Posts Tagged RA

The Quest for Knowledge

I have to admit, it’s been a rough couple weeks. Stress in my personal life and friends’ lives, as well as some important projects at work and working out a bit too hard, has taken its toll on my body.

Symptoms that I left behind months ago seem to be rearing their ugly heads. The bottom of my feet ache and swell to the point that no shoes make them happy. My feet hurt even doing small things, like pushing down the gas pedal. I feel very, very fortunate that this doesn’t prevent me from running and working out. For whatever reason, I lace on the tennis shoes and feel OK for that hour or so. It’s worth it physically and mentally, even if I might pay a little afterward.

My left wrist has visible nodules that seem to be getting worse, not better. Just the fact that I can see the effect on RA can send me into a mental tailspin. So I’ve been trying very hard to replace negative thoughts with positive, neutral or grateful ones.

Example:

Me: Oh my god, look at my wrist. Pretty soon RA will take over my body and I’ll be totally deformed.

My reply to myself (no, I’m not schizophrenic): Just because you have a couple Rheumatoid Nodules doesn’t mean your RA is worse. They’re not hurting you, they’re barely noticeable and they won’t be there forever.

Me: Shut up and let me wallow.

OK, so clearly I have a little work to do.

In my attempt to change my thought patterns and gain perspective, I’ve ordered two books off Amazon. I’ll post reviews here when I’m done.

  • A Resilient Life: Learning to thrive, not just survive with rheumatoid arthritis by Kat Elton
    Too often, people faced with a disease such as rheumatoid arthritis hear words like, “disabling,” “progressive,” or “tragic.” “Tragic” may be what people are saying but the real tragedy is that these often repeated words do nothing but harm to those who hear them. They completely ignore a very real truth: physical issues can absolutely lead to positive transformation, action, challenge, inner strength, deep courage, and compassion. This unique book is written by someone who knows her subject well. Kat Elton, an occupational therapist and woman who’s had rheumatoid arthritis since age two, knows that people with RA don’t need false hope or to be told what to do. What they do need is to be led toward believing in themselves and improving their reality no matter what it is. Part practical guide, part workbook, part memoir, this book demonstrates that although there is no magic bullet or cure for rheumatoid arthritis, there is a way to live well with this disease.

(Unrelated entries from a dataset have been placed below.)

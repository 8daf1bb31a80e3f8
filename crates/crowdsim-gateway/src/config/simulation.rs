//! Simulation configuration: inference endpoint, model id, turn throttling.

use std::time::Duration;

use serde::{Deserialize, Serialize};

use super::RuntimeSettings;
use crate::simulation::DEFAULT_TURN_DELAY_MS;

/// Default chat-completions endpoint.
pub const DEFAULT_INFERENCE_URL: &str = "https://api.openai.com/v1/chat/completions";
const DEFAULT_MODEL: &str = "gpt-4o-mini";

/// Resolved simulation config: inference API + inter-turn delay.
#[derive(Debug, Clone, Serialize, Deserialize)]
pub struct SimulationConfig {
    /// Chat completions endpoint (e.g. OpenAI or a LiteLLM proxy).
    pub inference_url: String,
    /// Model id (e.g. `gpt-4o-mini`).
    pub model: String,
    /// API key; if None, read from env depending on URL.
    #[serde(skip_serializing_if = "Option::is_none")]
    pub api_key: Option<String>,
    /// Inter-turn delay in milliseconds (provider rate throttling).
    #[serde(default = "default_turn_delay_ms")]
    pub turn_delay_ms: u64,
}

fn default_turn_delay_ms() -> u64 {
    DEFAULT_TURN_DELAY_MS
}

impl Default for SimulationConfig {
    fn default() -> Self {
        Self {
            inference_url: DEFAULT_INFERENCE_URL.to_string(),
            model: DEFAULT_MODEL.to_string(),
            api_key: None,
            turn_delay_ms: default_turn_delay_ms(),
        }
    }
}

impl SimulationConfig {
    /// Resolve from merged runtime settings with env overrides:
    /// `LITELLM_PROXY_URL` for the endpoint, `CROWDSIM_MODEL` for the model.
    pub fn from_settings(settings: &RuntimeSettings) -> Self {
        let inference_url = std::env::var("LITELLM_PROXY_URL")
            .ok()
            .filter(|v| !v.trim().is_empty())
            .or_else(|| settings.llm.inference_url.clone())
            .unwrap_or_else(|| DEFAULT_INFERENCE_URL.to_string());
        let model = std::env::var("CROWDSIM_MODEL")
            .ok()
            .filter(|v| !v.trim().is_empty())
            .or_else(|| settings.llm.model.clone())
            .unwrap_or_else(|| DEFAULT_MODEL.to_string());
        Self {
            inference_url,
            model,
            api_key: settings.llm.api_key.clone(),
            turn_delay_ms: settings
                .simulation
                .turn_delay_ms
                .unwrap_or_else(default_turn_delay_ms),
        }
    }

    /// Resolve API key: config value, or env (`OPENAI_API_KEY` /
    /// `ANTHROPIC_API_KEY` depending on URL). Local proxies get no key; the
    /// proxy holds it and forwards to the real provider.
    pub fn resolve_api_key(&self) -> Option<String> {
        if let Some(ref key) = self.api_key {
            return Some(key.clone());
        }
        if self.inference_url.contains("127.0.0.1") || self.inference_url.contains("localhost") {
            return None;
        }
        if self.inference_url.contains("anthropic") || self.inference_url.contains("claude") {
            return std::env::var("ANTHROPIC_API_KEY").ok();
        }
        std::env::var("OPENAI_API_KEY").ok()
    }

    pub fn turn_delay(&self) -> Duration {
        Duration::from_millis(self.turn_delay_ms)
    }
}
//! Test-only model doubles so integration tests can drive the runner and
//! gateway without a live provider.

use std::collections::VecDeque;
use std::sync::Mutex;

use anyhow::{Result, anyhow};
use async_trait::async_trait;

use crate::llm::CompletionModel;

/// Always returns the same completion; records every prompt it receives.
pub struct FixedModel {
    completion: String,
    prompts: Mutex<Vec<String>>,
}

impl FixedModel {
    pub fn new(completion: impl Into<String>) -> Self {
        Self {
            completion: completion.into(),
            prompts: Mutex::new(Vec::new()),
        }
    }

    /// Prompts received so far, in call order.
    pub fn prompts(&self) -> Vec<String> {
        self.prompts.lock().map(|g| g.clone()).unwrap_or_default()
    }
}

#[async_trait]
impl CompletionModel for FixedModel {
    async fn complete(&self, prompt: &str) -> Result<String> {
        if let Ok(mut g) = self.prompts.lock() {
            g.push(prompt.to_string());
        }
        Ok(self.completion.clone())
    }
}

/// Returns scripted steps in order (`Ok` completion or `Err` message);
/// errors once the script is exhausted.
pub struct ScriptedModel {
    script: Mutex<VecDeque<Result<String, String>>>,
}

impl ScriptedModel {
    pub fn new(steps: Vec<Result<String, String>>) -> Self {
        Self {
            script: Mutex::new(steps.into_iter().collect()),
        }
    }

    /// `n` successful completions followed by one failure.
    pub fn failing_after(completion: &str, n: usize) -> Self {
        let mut steps: Vec<Result<String, String>> =
            std::iter::repeat_with(|| Ok(completion.to_string()))
                .take(n)
                .collect();
        steps.push(Err("provider unavailable".to_string()));
        Self::new(steps)
    }
}

#[async_trait]
impl CompletionModel for ScriptedModel {
    async fn complete(&self, _prompt: &str) -> Result<String> {
        let step = self
            .script
            .lock()
            .map_err(|_| anyhow!("scripted model lock poisoned"))?
            .pop_front();
        match step {
            Some(Ok(completion)) => Ok(completion),
            Some(Err(message)) => Err(anyhow!(message)),
            None => Err(anyhow!("scripted model exhausted")),
        }
    }
}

  • The First Year: Rheumatoid Arthritis: An Essential Guide for the Newly Diagnosed by M.E.A. McNeil
    Rheumatoid arthritis (RA), a disease characterized by inflammation of the joints, is one of the most disabling forms of arthritis and affects over two million people in the United States. Without proper treatment it can lead to long-term joint damage, chronic pain, loss of function, and disability. From the first moment of her diagnosis, author M.E.A. McNeil took charge and educated herself on every aspect of her condition. Now, as a “patient-expert,” she guides those newly diagnosed step-by-step through their first year with RA. McNeil provides crucial information about the nature of the disease, treatment options, diet, exercise, social concerns, emotional issues, networking with others, and much more. The First Year—Rheumatoid Arthritis is an essential resource for everyone who wants to be an informed, active participant in the management of their condition.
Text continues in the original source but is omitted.